The block diagram which shows the imaging device of this invention The figure which shows the internal circuit of the analog signal processing circuit shown in FIG. The figure which shows the operation | movement waveform of the DC feedback circuit shown in FIG. The figure which shows the operation | movement waveform of the analog signal processing circuit shown in FIG. The figure which shows the internal circuit of the conventional analog signal processing circuit The figure which shows the operation waveform of the conventional analog signal processing circuit

Explanation of symbols

1 Input terminal 2 Input impedance 3 Reference voltage source 4 CDS circuit 5 DC feedback circuit 6, 7 Switch 8 Buffer circuit 9 Comparator 100 CCD
200 Analog Front End 210 Analog Signal Processing Circuit 220 A / D Converter 300 DSP
400 Pulse signal generator C1, C2 Capacitor Cin Input coupling capacitor

Claims (6)

An input terminal for inputting a CCD output signal having a feedthrough period and a signal period output from the CCD via an external input coupling capacitor;
A CDS circuit that generates an output signal based on a difference between a voltage level in the feedthrough period of the CCD output signal and a voltage level in the signal period of the CCD output signal;
An input impedance for integrating with the input coupling capacitor;
A reference voltage source connected to the input impedance;
A DC feedback circuit that maintains the voltage level of the input terminal at the voltage of the reference voltage source during the field-through period;
An analog signal processing circuit.
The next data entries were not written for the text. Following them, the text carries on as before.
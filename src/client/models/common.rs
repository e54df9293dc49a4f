//! Shared model primitives

use std::fmt;

use log::warn;
use serde::de::DeserializeOwned;
use serde::{Deserialize, Deserializer, Serialize};
use serde_json::Value;

/// Remote resource identifier.
///
/// Aikido identifiers are numeric, but tool callers sometimes pass them as
/// strings. Either form is accepted and rendered verbatim in URLs and queries.
#[derive(Debug, Clone, PartialEq, Eq, Hash, Serialize, Deserialize)]
#[serde(untagged)]
pub enum ResourceId {
    Number(i64),
    Text(String),
}

impl fmt::Display for ResourceId {
    fn fmt(&self, f: &mut fmt::Formatter<'_>) -> fmt::Result {
        match self {
            ResourceId::Number(n) => write!(f, "{}", n),
            ResourceId::Text(s) => f.write_str(s),
        }
    }
}

impl ResourceId {
    /// The id as a single URL path segment.
    ///
    /// `None` for text ids that are empty, dot segments, or contain
    /// characters that would change the request path or query.
    pub fn path_segment(&self) -> Option<String> {
        match self {
            ResourceId::Number(n) => Some(n.to_string()),
            ResourceId::Text(s) => {
                let s = s.trim();
                let unsafe_char = |c: char| {
                    matches!(c, '/' | '\\' | '?' | '#' | '%') || c.is_whitespace() || c.is_control()
                };
                if s.is_empty() || s == "." || s == ".." || s.contains(unsafe_char) {
                    None
                } else {
                    Some(s.to_string())
                }
            }
        }
    }
}

impl From<i64> for ResourceId {
    fn from(id: i64) -> Self {
        ResourceId::Number(id)
    }
}

impl From<&str> for ResourceId {
    fn from(id: &str) -> Self {
        ResourceId::Text(id.to_string())
    }
}

/// Response of a list endpoint.
///
/// The API documents these endpoints as returning JSON arrays. Any other
/// shape, or an array whose items do not decode, is kept verbatim in `Other`
/// so callers can pass it through.
#[derive(Debug, Clone, Serialize)]
#[serde(untagged)]
pub enum Listing<T> {
    Items(Vec<T>),
    Other(Value),
}

impl<T> Listing<T> {
    /// Items of an array response, if the response was an array
    #[cfg(test)]
    pub fn items(&self) -> Option<&[T]> {
        match self {
            Listing::Items(items) => Some(items),
            Listing::Other(_) => None,
        }
    }
}

impl<'de, T: DeserializeOwned> Deserialize<'de> for Listing<T> {
    fn deserialize<D: Deserializer<'de>>(deserializer: D) -> Result<Self, D::Error> {
        let value = Value::deserialize(deserializer)?;
        if !value.is_array() {
            return Ok(Listing::Other(value));
        }

        match Vec::<T>::deserialize(&value) {
            Ok(items) => Ok(Listing::Items(items)),
            Err(err) => {
                warn!("List response items did not decode ({}); passing it through", err);
                Ok(Listing::Other(value))
            }
        }
    }
}

/// Field deserializers that tolerate the loose typing of API payloads.
///
/// Explicit `null`s become the default, numbers sent as strings are parsed,
/// and values of an unexpected shape are dropped instead of failing the record.
pub mod lenient {
    use serde::de::DeserializeOwned;
    use serde::{Deserialize, Deserializer};
    use serde_json::Value;

    use super::ResourceId;

    /// Any scalar as text; `null`, arrays and objects become `None`.
    pub fn string<'de, D: Deserializer<'de>>(deserializer: D) -> Result<Option<String>, D::Error> {
        Ok(match Value::deserialize(deserializer)? {
            Value::String(s) => Some(s),
            Value::Number(n) => Some(n.to_string()),
            Value::Bool(b) => Some(b.to_string()),
            _ => None,
        })
    }

    /// Like [`string`], with an empty string for anything missing.
    pub fn text<'de, D: Deserializer<'de>>(deserializer: D) -> Result<String, D::Error> {
        string(deserializer).map(Option::unwrap_or_default)
    }

    /// Integers, floats with no fraction, and numeric strings.
    pub fn integer<'de, D: Deserializer<'de>>(deserializer: D) -> Result<Option<i64>, D::Error> {
        Ok(match Value::deserialize(deserializer)? {
            Value::Number(n) => n.as_i64().or_else(|| {
                n.as_f64()
                    .filter(|f| f.fract() == 0.0 && f.abs() < i64::MAX as f64)
                    .map(|f| f as i64)
            }),
            Value::String(s) => s.trim().parse().ok(),
            _ => None,
        })
    }

    /// Numeric or string identifier; anything else becomes `None`.
    pub fn resource_id<'de, D: Deserializer<'de>>(
        deserializer: D,
    ) -> Result<Option<ResourceId>, D::Error> {
        Ok(match Value::deserialize(deserializer)? {
            Value::Number(n) => Some(match n.as_i64() {
                Some(id) => ResourceId::Number(id),
                None => ResourceId::Text(n.to_string()),
            }),
            Value::String(s) => Some(ResourceId::Text(s)),
            _ => None,
        })
    }

    /// Array of `T`, skipping entries that do not decode; `null` is empty.
    pub fn list<'de, D, T>(deserializer: D) -> Result<Vec<T>, D::Error>
    where
        D: Deserializer<'de>,
        T: DeserializeOwned,
    {
        Ok(match Value::deserialize(deserializer)? {
            Value::Array(items) => items
                .into_iter()
                .filter(|item| !item.is_null())
                .filter_map(|item| serde_json::from_value(item).ok())
                .collect(),
            _ => Vec::new(),
        })
    }
}
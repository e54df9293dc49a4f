//! Command-line arguments

use std::path::PathBuf;

use clap::Parser;

use crate::config::Region;

/// Aikido MCP - Aikido Security findings as Model Context Protocol tools over stdio
#[derive(Parser, Debug)]
#[command(name = "aikido-mcp")]
#[command(version, about, long_about = None)]
pub struct Cli {
    /// Aikido region: eu, us or me [env: AIKIDO_REGION, default: eu]
    #[arg(long)]
    pub region: Option<Region>,

    /// Override the regional API base URL [env: AIKIDO_API_BASE_URL]
    #[arg(long)]
    pub base_url: Option<String>,

    /// Load environment variables from this file instead of ./.env
    #[arg(long)]
    pub env_file: Option<PathBuf>,

    /// Enable debug logging (stderr)
    #[arg(long, env = "AIKIDO_MCP_DEBUG", hide_env = true)]
    pub debug: bool,
}

#[cfg(test)]
mod tests {
    use super::*;
    use clap::CommandFactory;

    #[test]
    fn test_cli_definition_is_valid() {
        Cli::command().debug_assert();
    }

    #[test]
    fn test_parse_flags() {
        let cli = Cli::try_parse_from([
            "aikido-mcp",
            "--region",
            "US",
            "--base-url",
            "http://localhost:9000/api",
            "--env-file",
            "/tmp/aikido.env",
            "--debug",
        ])
        .unwrap();

        assert_eq!(cli.region, Some(Region::Us));
        assert_eq!(cli.base_url.as_deref(), Some("http://localhost:9000/api"));
        assert_eq!(cli.env_file, Some(PathBuf::from("/tmp/aikido.env")));
        assert!(cli.debug);
    }

    #[test]
    fn test_invalid_region_rejected() {
        assert!(Cli::try_parse_from(["aikido-mcp", "--region", "mars"]).is_err());
    }

    #[test]
    fn test_defaults() {
        let cli = Cli::try_parse_from(["aikido-mcp"]).unwrap();
        assert!(cli.region.is_none());
        assert!(cli.base_url.is_none());
        assert!(cli.env_file.is_none());
    }
}
//! Tool registry for MCP operations
//!
//! Holds the static catalog of tools advertised over `tools/list` and routes
//! `tools/call` invocations to [`ToolHandlers`]. Every outcome, including
//! unknown tools and handler failures, becomes a [`CallToolResult`].

use std::sync::Arc;

use log::{debug, warn};
use rmcp::model::{CallToolResult, Content, JsonObject, Tool};
use serde::Serialize;
use serde::de::DeserializeOwned;
use serde_json::{Value, json};

use super::args::{
    DEFAULT_GROUP_PAGE_SIZE, DEFAULT_ISSUE_PAGE_SIZE, DEFAULT_REPOSITORY_PAGE_SIZE,
};
use super::handlers::ToolHandlers;
use crate::client::models::{IssueType, Severity};
use crate::error::{Result, ToolError};

/// The tools this server exposes
#[derive(Debug, Clone, Copy, PartialEq, Eq)]
pub enum ToolKind {
    ListRepositories,
    GetIssues,
    GetIssueDetails,
    GetOpenIssueGroups,
    GetIssueGroupDetails,
    SearchRepositoryByName,
}

impl ToolKind {
    pub const ALL: [ToolKind; 6] = [
        ToolKind::ListRepositories,
        ToolKind::GetIssues,
        ToolKind::GetIssueDetails,
        ToolKind::GetOpenIssueGroups,
        ToolKind::GetIssueGroupDetails,
        ToolKind::SearchRepositoryByName,
    ];

    pub fn name(&self) -> &'static str {
        match self {
            ToolKind::ListRepositories => "list_repositories",
            ToolKind::GetIssues => "get_issues",
            ToolKind::GetIssueDetails => "get_issue_details",
            ToolKind::GetOpenIssueGroups => "get_open_issue_groups",
            ToolKind::GetIssueGroupDetails => "get_issue_group_details",
            ToolKind::SearchRepositoryByName => "search_repository_by_name",
        }
    }

    pub fn from_name(name: &str) -> Option<ToolKind> {
        Self::ALL.into_iter().find(|kind| kind.name() == name)
    }

    pub fn description(&self) -> &'static str {
        match self {
            ToolKind::ListRepositories => {
                "List code repositories connected to Aikido. Returns repository ids, names and provider details."
            }
            ToolKind::GetIssues => {
                "List security issues, optionally filtered by repository, severity and issue type. \
                 Returns condensed summaries; use get_issue_details for the full record."
            }
            ToolKind::GetIssueDetails => {
                "Get the full details of a single issue, including remediation guidance and related CVEs."
            }
            ToolKind::GetOpenIssueGroups => {
                "List open issue groups (deduplicated vulnerabilities), optionally filtered by repository and severity. \
                 Returns condensed summaries; use get_issue_group_details for the full record."
            }
            ToolKind::GetIssueGroupDetails => {
                "Get the full details of a single issue group, including all locations and remediation guidance."
            }
            ToolKind::SearchRepositoryByName => {
                "Find repositories whose name or external id contains the given text (case-insensitive). \
                 Use the returned id as repo_id for the other tools."
            }
        }
    }

    /// JSON Schema for the tool's `arguments` object
    pub fn schema(&self) -> Value {
        let severity = json!({
            "type": "array",
            "description": "Only include these severities",
            "items": {
                "type": "string",
                "enum": Severity::ALL.iter().map(Severity::as_str).collect::<Vec<_>>()
            }
        });
        let repo_id = json!({
            "type": ["integer", "string"],
            "description": "Code repository id (see list_repositories or search_repository_by_name)"
        });
        let page = json!({
            "type": "integer",
            "minimum": 0,
            "default": 0,
            "description": "Page number, starting at 0"
        });
        let per_page = |default: usize| {
            json!({
                "type": "integer",
                "minimum": 1,
                "default": default,
                "description": "Number of results per page"
            })
        };

        match self {
            ToolKind::ListRepositories => json!({
                "type": "object",
                "properties": {
                    "page": page,
                    "per_page": per_page(DEFAULT_REPOSITORY_PAGE_SIZE)
                }
            }),
            ToolKind::GetIssues => json!({
                "type": "object",
                "properties": {
                    "repo_id": repo_id,
                    "severity": severity,
                    "issue_type": {
                        "type": "array",
                        "description": "Only include these issue types",
                        "items": {
                            "type": "string",
                            "enum": IssueType::ALL.iter().map(IssueType::as_str).collect::<Vec<_>>()
                        }
                    },
                    "page": page,
                    "per_page": per_page(DEFAULT_ISSUE_PAGE_SIZE)
                }
            }),
            ToolKind::GetIssueDetails => json!({
                "type": "object",
                "properties": {
                    "issue_id": {
                        "type": ["integer", "string"],
                        "description": "Issue id"
                    }
                },
                "required": ["issue_id"]
            }),
            ToolKind::GetOpenIssueGroups => json!({
                "type": "object",
                "properties": {
                    "repo_id": repo_id,
                    "severity": severity,
                    "page": page,
                    "per_page": per_page(DEFAULT_GROUP_PAGE_SIZE)
                }
            }),
            ToolKind::GetIssueGroupDetails => json!({
                "type": "object",
                "properties": {
                    "group_id": {
                        "type": ["integer", "string"],
                        "description": "Issue group id"
                    }
                },
                "required": ["group_id"]
            }),
            ToolKind::SearchRepositoryByName => json!({
                "type": "object",
                "properties": {
                    "name": {
                        "type": "string",
                        "description": "Text to look for in repository names and external ids"
                    }
                },
                "required": ["name"]
            }),
        }
    }

    fn to_tool(self) -> Tool {
        let schema = match self.schema() {
            Value::Object(map) => map,
            _ => JsonObject::new(),
        };
        Tool::new(self.name(), self.description(), Arc::new(schema))
    }
}

/// Catalog and dispatcher for the MCP tools
#[derive(Clone)]
pub struct ToolRegistry {
    handlers: ToolHandlers,
}

impl ToolRegistry {
    pub fn new(handlers: ToolHandlers) -> Self {
        Self { handlers }
    }

    /// Get all tools for the `tools/list` response
    pub fn list_tools(&self) -> Vec<Tool> {
        ToolKind::ALL.into_iter().map(ToolKind::to_tool).collect()
    }

    /// Run a tool and wrap the outcome.
    ///
    /// Failures are reported as error-flagged results, never as protocol errors.
    pub async fn dispatch(&self, name: &str, arguments: Option<JsonObject>) -> CallToolResult {
        debug!("Calling tool {}", name);

        match self.invoke(name, arguments.unwrap_or_default()).await {
            Ok(text) => CallToolResult::success(vec![Content::text(text)]),
            Err(err) => {
                warn!("Tool {} failed: {}", name, err);
                CallToolResult::error(vec![Content::text(format!("Error: {}", err))])
            }
        }
    }

    async fn invoke(&self, name: &str, arguments: JsonObject) -> Result<String> {
        let kind = ToolKind::from_name(name)
            .ok_or_else(|| ToolError::UnknownTool(name.to_string()))?;
        let handlers = &self.handlers;

        match kind {
            ToolKind::ListRepositories => {
                render(&handlers.list_repositories(parse_arguments(kind, arguments)?).await?)
            }
            ToolKind::GetIssues => {
                render(&handlers.get_issues(parse_arguments(kind, arguments)?).await?)
            }
            ToolKind::GetIssueDetails => {
                render(&handlers.get_issue_details(parse_arguments(kind, arguments)?).await?)
            }
            ToolKind::GetOpenIssueGroups => {
                render(&handlers.get_open_issue_groups(parse_arguments(kind, arguments)?).await?)
            }
            ToolKind::GetIssueGroupDetails => {
                render(&handlers.get_issue_group_details(parse_arguments(kind, arguments)?).await?)
            }
            ToolKind::SearchRepositoryByName => {
                render(&handlers.search_repository_by_name(parse_arguments(kind, arguments)?).await?)
            }
        }
    }
}

/// Parse tool arguments from a JSON map into a typed struct
fn parse_arguments<T: DeserializeOwned>(kind: ToolKind, arguments: JsonObject) -> Result<T> {
    serde_json::from_value(Value::Object(arguments)).map_err(|e| {
        ToolError::InvalidArguments {
            tool: kind.name().to_string(),
            message: e.to_string(),
        }
        .into()
    })
}

fn render<T: Serialize>(value: &T) -> Result<String> {
    Ok(serde_json::to_string_pretty(value)?)
}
The DC feedback circuit includes:
A first switch having one end connected between the input terminal and the CDS circuit;
A buffer circuit in which the other end of the first switch and a non-inverting input terminal are connected, and an inverting input terminal and an output terminal are connected;
A first capacitor connected between a connection point between the first switch and the buffer circuit and a ground potential;
A second switch having one end connected to the output terminal of the buffer circuit;
The other end of the second switch is connected to an inverting input terminal, a non-inverting input terminal is connected between the input impedance and the reference voltage source, and an output terminal is connected between the input terminal and the CDS circuit. Connected comparator,
A second capacitor having one end connected to a connection point between the second switch and the comparator and the other end connected to a ground potential;
The analog signal processing circuit according to claim 1. A CCD for generating a CCD output signal;
A pulse signal generator for generating a pulse signal;
The analog signal processing circuit according to claim 1 or 2, which operates based on the pulse signal and processes the CCD output signal;
A DSP for processing a signal output from the analog signal processing circuit;
An imaging apparatus having   The imaging apparatus according to claim 3, wherein the CCD and the analog signal processing circuit are formed of the same IC chip.   The imaging apparatus according to claim 3, wherein the pulse signal generator and the analog signal processing circuit are formed of the same IC chip.   The imaging apparatus according to claim 3, wherein the DSP and the analog signal processing circuit are formed of the same IC chip.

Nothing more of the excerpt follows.